■ **Task**
Copy the listing below line for line, from its opening line to the one with "rebuilt on every", both included; stop there.

■ **Input material**
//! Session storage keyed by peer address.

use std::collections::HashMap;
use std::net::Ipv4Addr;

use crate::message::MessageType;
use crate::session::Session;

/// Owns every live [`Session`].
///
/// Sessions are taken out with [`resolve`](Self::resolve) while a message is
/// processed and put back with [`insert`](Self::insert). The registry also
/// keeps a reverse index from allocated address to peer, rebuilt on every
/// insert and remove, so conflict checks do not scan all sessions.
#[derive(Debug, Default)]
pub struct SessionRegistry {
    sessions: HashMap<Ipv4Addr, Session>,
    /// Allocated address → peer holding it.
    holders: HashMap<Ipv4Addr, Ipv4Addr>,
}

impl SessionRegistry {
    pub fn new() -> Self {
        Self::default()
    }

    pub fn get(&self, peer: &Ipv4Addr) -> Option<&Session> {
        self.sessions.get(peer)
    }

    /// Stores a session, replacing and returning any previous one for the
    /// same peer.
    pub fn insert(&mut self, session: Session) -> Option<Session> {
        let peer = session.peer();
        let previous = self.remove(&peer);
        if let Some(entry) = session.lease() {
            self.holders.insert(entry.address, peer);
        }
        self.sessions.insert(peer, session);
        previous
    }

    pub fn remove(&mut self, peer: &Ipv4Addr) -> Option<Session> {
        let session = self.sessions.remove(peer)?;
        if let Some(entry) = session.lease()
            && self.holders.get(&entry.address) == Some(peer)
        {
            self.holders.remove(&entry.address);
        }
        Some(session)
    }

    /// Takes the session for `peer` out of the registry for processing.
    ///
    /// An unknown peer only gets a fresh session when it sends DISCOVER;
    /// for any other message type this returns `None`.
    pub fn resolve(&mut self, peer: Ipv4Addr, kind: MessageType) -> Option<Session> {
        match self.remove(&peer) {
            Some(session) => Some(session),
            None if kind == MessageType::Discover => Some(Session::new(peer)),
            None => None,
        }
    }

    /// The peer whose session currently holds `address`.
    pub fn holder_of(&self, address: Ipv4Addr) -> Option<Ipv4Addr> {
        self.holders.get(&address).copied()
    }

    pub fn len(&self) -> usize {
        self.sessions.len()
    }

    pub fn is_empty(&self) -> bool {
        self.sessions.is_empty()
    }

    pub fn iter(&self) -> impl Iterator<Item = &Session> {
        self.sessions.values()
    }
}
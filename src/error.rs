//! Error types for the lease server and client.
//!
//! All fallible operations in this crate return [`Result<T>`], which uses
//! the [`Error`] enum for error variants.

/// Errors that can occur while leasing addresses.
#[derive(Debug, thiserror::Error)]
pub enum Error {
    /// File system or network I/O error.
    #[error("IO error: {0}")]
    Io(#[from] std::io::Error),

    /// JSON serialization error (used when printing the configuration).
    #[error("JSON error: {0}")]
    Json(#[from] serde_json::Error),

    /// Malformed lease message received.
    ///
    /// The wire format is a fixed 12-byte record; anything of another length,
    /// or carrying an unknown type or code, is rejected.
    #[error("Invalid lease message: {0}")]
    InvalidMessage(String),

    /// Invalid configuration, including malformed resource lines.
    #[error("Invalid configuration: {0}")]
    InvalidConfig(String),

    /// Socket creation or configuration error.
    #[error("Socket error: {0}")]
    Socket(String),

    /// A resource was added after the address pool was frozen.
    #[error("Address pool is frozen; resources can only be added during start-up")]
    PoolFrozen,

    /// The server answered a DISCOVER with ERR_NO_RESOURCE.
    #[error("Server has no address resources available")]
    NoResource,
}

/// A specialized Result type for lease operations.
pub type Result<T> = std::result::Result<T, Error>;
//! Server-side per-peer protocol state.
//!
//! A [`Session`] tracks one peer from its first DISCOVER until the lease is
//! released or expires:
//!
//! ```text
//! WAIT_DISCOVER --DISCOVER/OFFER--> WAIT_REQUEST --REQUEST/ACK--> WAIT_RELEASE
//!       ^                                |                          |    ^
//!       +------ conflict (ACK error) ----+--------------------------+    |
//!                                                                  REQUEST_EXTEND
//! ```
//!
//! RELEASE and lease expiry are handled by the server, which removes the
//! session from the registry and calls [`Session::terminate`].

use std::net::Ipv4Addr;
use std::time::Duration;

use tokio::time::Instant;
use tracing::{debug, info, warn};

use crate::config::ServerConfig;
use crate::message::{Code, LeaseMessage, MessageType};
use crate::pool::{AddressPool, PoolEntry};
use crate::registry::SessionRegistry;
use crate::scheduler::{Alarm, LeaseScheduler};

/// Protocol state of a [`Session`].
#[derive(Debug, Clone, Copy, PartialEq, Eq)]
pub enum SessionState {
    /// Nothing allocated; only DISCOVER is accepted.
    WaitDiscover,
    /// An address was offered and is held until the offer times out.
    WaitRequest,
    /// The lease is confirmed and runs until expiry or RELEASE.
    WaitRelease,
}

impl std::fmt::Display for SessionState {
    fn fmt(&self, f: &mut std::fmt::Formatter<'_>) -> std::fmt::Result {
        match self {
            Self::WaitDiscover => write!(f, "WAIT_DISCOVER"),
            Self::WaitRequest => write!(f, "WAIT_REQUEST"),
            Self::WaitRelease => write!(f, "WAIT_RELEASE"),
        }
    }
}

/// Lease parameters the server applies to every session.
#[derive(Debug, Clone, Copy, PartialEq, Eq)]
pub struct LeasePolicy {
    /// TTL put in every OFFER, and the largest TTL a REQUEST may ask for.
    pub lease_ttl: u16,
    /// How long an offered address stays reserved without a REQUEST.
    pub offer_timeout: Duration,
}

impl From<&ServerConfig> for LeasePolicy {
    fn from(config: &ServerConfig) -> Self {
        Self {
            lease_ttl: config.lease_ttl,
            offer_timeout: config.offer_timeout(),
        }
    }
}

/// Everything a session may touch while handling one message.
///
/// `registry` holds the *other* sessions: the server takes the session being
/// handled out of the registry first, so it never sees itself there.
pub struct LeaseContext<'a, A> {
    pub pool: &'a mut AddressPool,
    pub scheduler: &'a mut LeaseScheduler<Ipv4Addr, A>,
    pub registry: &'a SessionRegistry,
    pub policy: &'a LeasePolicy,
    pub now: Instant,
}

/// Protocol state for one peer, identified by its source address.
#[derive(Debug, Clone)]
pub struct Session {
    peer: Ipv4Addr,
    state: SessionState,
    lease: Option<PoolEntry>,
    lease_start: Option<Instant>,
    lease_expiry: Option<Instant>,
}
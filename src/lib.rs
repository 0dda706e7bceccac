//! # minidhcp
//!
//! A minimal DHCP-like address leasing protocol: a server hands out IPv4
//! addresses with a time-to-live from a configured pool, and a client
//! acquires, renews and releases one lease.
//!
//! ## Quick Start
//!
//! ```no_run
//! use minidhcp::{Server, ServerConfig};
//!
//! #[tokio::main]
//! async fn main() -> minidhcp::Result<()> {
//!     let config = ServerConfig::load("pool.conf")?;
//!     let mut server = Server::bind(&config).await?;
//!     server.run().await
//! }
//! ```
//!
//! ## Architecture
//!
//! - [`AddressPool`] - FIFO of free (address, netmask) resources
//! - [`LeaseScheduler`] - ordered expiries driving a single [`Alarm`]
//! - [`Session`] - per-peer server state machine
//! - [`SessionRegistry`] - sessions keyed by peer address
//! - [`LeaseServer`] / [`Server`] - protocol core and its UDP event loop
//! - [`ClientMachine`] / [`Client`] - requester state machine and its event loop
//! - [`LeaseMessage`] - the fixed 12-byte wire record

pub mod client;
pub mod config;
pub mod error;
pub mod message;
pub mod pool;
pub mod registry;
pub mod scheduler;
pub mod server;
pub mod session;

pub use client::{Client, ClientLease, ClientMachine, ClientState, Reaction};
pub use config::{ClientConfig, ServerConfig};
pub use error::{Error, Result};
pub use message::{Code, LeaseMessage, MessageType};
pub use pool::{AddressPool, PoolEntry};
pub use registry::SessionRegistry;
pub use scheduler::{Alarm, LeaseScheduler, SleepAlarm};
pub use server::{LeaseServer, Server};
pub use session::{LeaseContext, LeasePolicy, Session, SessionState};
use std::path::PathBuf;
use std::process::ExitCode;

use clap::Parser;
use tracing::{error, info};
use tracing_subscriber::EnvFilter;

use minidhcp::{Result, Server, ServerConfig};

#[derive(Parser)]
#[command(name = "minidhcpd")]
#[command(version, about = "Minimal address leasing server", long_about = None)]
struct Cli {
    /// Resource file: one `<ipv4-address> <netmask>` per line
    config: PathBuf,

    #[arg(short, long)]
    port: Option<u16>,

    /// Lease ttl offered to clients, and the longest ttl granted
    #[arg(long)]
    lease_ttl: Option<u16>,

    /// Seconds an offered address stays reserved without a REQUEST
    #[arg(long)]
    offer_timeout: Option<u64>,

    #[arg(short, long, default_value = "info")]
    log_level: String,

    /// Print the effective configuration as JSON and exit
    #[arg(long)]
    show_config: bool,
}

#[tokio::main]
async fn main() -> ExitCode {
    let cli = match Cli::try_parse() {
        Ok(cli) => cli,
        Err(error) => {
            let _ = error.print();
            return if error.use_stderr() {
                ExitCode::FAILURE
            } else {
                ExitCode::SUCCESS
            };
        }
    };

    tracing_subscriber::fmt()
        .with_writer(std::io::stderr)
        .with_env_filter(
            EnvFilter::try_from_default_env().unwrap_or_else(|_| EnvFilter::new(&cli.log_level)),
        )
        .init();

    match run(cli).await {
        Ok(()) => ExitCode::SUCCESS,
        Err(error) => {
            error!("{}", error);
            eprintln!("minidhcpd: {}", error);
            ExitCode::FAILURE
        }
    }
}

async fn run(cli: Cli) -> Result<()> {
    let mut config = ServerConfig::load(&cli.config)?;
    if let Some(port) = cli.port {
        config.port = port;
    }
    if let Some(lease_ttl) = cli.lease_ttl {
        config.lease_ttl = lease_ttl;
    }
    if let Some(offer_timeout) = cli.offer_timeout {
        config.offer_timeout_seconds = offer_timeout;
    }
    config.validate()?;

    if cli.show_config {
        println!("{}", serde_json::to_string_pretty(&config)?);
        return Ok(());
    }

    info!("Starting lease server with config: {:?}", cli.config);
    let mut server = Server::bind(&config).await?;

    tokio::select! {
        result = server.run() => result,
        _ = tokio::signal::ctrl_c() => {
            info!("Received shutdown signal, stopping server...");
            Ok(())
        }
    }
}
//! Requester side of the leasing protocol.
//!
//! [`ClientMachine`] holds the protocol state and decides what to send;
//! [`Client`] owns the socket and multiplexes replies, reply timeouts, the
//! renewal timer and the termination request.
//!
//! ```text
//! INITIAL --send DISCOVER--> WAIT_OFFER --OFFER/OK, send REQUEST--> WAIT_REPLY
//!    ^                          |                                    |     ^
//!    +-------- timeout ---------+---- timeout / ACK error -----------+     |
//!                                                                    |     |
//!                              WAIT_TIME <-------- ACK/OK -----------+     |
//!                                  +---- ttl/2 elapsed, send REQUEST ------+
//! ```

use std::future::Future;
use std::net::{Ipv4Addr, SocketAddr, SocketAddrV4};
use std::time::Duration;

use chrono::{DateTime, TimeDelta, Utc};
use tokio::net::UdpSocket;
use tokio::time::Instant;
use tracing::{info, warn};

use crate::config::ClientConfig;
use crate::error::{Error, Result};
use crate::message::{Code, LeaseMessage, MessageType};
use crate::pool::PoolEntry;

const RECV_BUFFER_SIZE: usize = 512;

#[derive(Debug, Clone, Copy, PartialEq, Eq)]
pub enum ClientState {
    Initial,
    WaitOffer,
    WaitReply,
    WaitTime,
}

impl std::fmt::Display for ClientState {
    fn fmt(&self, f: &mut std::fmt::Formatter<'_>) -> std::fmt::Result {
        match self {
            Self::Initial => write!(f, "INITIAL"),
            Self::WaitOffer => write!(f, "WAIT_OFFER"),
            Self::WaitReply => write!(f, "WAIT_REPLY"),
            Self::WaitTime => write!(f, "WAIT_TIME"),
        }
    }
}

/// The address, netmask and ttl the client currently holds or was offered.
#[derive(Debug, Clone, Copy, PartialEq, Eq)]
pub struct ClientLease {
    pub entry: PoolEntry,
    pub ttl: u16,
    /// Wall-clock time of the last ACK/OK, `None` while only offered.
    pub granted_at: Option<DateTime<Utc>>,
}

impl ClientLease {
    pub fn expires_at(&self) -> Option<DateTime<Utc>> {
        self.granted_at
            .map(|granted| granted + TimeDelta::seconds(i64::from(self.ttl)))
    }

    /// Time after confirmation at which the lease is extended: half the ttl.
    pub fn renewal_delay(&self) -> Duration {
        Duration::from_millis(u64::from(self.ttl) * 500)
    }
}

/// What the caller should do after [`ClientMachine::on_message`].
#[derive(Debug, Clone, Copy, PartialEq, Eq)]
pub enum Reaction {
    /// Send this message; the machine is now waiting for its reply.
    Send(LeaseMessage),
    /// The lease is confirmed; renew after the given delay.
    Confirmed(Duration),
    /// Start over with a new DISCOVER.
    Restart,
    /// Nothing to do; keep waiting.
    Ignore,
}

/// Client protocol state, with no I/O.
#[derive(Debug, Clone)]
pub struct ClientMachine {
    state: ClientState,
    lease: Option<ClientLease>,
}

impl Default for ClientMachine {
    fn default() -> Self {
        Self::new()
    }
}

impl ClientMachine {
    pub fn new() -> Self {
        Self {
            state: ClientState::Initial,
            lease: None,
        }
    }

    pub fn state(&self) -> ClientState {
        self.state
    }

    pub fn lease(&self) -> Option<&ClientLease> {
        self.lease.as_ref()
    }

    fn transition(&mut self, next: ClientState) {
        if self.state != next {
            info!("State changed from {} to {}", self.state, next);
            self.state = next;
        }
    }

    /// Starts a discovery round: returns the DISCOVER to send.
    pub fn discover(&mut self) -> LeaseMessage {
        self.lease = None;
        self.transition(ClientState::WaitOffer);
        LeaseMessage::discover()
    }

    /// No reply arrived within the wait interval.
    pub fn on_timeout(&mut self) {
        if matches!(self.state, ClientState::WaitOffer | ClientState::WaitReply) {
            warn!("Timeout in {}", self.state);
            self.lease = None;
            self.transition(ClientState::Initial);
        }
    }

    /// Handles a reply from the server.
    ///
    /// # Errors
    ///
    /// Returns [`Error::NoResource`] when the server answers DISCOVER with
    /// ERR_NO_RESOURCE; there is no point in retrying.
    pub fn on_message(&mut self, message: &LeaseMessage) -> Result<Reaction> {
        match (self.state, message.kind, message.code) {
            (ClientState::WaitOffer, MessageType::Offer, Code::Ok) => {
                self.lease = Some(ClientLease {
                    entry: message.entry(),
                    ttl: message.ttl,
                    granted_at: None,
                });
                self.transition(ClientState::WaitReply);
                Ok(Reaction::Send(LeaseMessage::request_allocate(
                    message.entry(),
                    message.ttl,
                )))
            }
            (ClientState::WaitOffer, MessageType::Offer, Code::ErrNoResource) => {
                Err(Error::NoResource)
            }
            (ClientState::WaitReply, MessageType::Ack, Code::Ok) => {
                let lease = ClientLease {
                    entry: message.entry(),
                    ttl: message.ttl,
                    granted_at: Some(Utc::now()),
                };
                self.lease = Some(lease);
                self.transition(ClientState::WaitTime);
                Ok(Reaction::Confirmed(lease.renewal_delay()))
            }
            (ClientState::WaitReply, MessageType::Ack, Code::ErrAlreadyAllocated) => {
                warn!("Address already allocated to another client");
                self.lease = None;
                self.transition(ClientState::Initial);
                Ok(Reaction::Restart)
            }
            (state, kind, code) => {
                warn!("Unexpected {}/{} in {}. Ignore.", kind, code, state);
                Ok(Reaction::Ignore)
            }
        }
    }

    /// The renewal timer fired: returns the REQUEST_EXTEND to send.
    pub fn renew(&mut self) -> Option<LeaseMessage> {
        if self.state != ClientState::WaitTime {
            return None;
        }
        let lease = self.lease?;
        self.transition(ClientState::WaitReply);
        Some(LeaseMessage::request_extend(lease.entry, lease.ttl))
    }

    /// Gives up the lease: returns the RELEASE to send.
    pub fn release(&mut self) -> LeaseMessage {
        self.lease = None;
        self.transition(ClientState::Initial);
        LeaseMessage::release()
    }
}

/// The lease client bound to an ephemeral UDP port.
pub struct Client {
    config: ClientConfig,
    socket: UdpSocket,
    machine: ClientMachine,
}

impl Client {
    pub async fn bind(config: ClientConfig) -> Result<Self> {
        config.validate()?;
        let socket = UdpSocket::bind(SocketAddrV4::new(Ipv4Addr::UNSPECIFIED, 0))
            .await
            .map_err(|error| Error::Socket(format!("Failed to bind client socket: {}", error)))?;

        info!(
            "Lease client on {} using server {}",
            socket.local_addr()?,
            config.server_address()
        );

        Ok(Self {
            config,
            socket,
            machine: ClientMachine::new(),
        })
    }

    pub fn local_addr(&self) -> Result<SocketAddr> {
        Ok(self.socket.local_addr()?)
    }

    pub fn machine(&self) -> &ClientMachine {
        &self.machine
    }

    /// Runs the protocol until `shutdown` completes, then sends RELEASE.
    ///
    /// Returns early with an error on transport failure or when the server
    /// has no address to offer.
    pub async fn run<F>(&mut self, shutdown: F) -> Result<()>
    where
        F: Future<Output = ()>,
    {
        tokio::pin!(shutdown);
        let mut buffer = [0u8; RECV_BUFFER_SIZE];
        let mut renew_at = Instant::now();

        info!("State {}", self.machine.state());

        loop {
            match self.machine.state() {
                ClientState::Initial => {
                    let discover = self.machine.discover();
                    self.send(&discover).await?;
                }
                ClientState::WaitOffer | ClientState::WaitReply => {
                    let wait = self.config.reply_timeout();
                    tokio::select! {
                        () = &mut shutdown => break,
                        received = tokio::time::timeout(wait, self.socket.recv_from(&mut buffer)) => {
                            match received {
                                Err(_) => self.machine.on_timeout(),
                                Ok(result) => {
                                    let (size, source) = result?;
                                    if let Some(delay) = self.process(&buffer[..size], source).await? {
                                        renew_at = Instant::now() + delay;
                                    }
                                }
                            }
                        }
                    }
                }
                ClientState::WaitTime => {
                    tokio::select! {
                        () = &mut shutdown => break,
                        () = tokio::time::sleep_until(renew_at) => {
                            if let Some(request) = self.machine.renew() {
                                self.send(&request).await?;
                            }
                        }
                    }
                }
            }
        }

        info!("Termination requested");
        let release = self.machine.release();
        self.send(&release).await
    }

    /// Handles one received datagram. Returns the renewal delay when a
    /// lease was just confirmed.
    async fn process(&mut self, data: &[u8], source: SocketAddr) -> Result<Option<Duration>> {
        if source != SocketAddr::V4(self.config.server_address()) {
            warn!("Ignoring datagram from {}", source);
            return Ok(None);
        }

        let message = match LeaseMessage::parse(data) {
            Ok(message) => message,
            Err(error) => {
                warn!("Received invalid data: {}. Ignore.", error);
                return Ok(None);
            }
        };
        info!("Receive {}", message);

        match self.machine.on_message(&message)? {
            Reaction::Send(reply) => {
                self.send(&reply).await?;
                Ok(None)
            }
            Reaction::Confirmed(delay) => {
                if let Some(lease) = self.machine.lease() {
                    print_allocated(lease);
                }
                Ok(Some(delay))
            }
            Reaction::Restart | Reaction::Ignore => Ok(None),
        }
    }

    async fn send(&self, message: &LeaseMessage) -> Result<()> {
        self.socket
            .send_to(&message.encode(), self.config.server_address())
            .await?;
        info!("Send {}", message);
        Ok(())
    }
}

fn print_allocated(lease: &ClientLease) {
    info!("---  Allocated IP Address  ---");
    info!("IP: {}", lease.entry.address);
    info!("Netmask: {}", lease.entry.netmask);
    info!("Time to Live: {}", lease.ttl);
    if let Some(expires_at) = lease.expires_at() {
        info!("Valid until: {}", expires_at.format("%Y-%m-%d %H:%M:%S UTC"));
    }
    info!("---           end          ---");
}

■ **Result of this task**
//! Session storage keyed by peer address.

use std::collections::HashMap;
use std::net::Ipv4Addr;

use crate::message::MessageType;
use crate::session::Session;

/// Owns every live [`Session`].
///
/// Sessions are taken out with [`resolve`](Self::resolve) while a message is
/// processed and put back with [`insert`](Self::insert). The registry also
/// keeps a reverse index from allocated address to peer, rebuilt on every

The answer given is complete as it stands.